_Input data_

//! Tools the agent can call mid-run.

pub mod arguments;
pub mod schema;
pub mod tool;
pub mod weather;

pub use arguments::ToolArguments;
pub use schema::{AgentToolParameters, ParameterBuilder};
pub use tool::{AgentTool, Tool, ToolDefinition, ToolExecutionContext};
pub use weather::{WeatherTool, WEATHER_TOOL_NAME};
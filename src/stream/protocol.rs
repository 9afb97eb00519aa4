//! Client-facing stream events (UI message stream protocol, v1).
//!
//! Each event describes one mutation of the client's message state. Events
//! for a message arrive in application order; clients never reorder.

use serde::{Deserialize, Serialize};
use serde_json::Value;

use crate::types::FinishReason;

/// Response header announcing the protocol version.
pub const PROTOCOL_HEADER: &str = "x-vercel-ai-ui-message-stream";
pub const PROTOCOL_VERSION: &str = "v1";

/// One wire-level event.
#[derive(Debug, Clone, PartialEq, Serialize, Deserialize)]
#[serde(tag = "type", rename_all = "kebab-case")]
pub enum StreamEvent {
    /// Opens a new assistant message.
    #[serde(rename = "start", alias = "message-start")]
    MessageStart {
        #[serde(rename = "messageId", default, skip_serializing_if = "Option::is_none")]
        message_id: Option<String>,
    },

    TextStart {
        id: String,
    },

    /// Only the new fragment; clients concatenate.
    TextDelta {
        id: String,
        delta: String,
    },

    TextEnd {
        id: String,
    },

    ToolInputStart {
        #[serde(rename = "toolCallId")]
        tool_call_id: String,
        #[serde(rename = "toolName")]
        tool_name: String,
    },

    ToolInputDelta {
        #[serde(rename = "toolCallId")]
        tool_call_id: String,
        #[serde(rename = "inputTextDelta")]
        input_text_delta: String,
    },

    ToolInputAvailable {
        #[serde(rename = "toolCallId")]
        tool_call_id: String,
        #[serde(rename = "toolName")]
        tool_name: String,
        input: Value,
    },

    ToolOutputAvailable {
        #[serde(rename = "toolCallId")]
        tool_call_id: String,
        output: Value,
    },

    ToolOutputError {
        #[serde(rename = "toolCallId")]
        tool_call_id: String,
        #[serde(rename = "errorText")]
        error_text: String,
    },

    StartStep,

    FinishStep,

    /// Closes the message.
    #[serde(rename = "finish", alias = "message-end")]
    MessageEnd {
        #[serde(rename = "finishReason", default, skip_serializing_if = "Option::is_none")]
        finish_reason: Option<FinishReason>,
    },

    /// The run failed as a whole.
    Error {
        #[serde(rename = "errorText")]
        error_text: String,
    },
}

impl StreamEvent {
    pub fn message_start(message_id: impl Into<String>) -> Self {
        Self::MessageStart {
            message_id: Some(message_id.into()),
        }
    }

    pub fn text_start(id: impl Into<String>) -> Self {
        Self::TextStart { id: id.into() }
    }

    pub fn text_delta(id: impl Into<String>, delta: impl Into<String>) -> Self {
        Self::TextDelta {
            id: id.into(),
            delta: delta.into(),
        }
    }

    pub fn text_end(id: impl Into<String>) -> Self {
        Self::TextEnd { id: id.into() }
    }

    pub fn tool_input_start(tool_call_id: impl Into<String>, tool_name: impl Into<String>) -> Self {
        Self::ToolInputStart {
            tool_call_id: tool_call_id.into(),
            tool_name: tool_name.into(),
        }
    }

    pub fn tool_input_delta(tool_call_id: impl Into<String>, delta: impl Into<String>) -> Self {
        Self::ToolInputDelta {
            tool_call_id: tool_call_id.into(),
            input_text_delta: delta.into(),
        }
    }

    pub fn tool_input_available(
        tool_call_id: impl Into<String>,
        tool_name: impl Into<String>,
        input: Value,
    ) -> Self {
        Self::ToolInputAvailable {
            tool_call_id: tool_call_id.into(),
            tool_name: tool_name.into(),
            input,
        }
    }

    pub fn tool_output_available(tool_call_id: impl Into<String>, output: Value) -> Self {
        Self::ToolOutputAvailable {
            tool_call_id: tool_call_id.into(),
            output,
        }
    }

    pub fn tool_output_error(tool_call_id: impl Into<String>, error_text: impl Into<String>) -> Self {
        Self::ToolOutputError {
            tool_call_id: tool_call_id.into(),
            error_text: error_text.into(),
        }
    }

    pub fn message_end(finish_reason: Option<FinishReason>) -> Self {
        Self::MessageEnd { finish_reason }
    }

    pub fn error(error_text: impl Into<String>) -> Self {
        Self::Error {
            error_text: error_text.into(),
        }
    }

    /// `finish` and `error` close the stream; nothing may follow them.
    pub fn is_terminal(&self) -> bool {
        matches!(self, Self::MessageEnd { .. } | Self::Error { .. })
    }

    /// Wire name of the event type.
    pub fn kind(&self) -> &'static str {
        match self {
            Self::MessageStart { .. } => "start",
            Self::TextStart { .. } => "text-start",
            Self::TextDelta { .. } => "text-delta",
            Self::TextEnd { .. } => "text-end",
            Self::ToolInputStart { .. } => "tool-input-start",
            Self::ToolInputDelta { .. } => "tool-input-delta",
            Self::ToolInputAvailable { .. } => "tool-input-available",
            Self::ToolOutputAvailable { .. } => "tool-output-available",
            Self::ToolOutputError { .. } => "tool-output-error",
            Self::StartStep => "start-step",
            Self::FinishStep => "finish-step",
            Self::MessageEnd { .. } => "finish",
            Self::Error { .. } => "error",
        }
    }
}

_Problem description_
Beginning with the top line of the data above, output every line exactly until the one that contains "#[derive(Debug, Clone, PartialEq, Serialize, Deserialize)]", and include that one too.

_Result_
//! Tools the agent can call mid-run.

pub mod arguments;
pub mod schema;
pub mod tool;
pub mod weather;

pub use arguments::ToolArguments;
pub use schema::{AgentToolParameters, ParameterBuilder};
pub use tool::{AgentTool, Tool, ToolDefinition, ToolExecutionContext};
pub use weather::{WeatherTool, WEATHER_TOOL_NAME};
filename src/stream/protocol.rs
repository 9afb97eb00519aa4
//! Client-facing stream events (UI message stream protocol, v1).
//!
//! Each event describes one mutation of the client's message state. Events
//! for a message arrive in application order; clients never reorder.

use serde::{Deserialize, Serialize};
use serde_json::Value;

use crate::types::FinishReason;

/// Response header announcing the protocol version.
pub const PROTOCOL_HEADER: &str = "x-vercel-ai-ui-message-stream";
pub const PROTOCOL_VERSION: &str = "v1";

/// One wire-level event.
#[derive(Debug, Clone, PartialEq, Serialize, Deserialize)]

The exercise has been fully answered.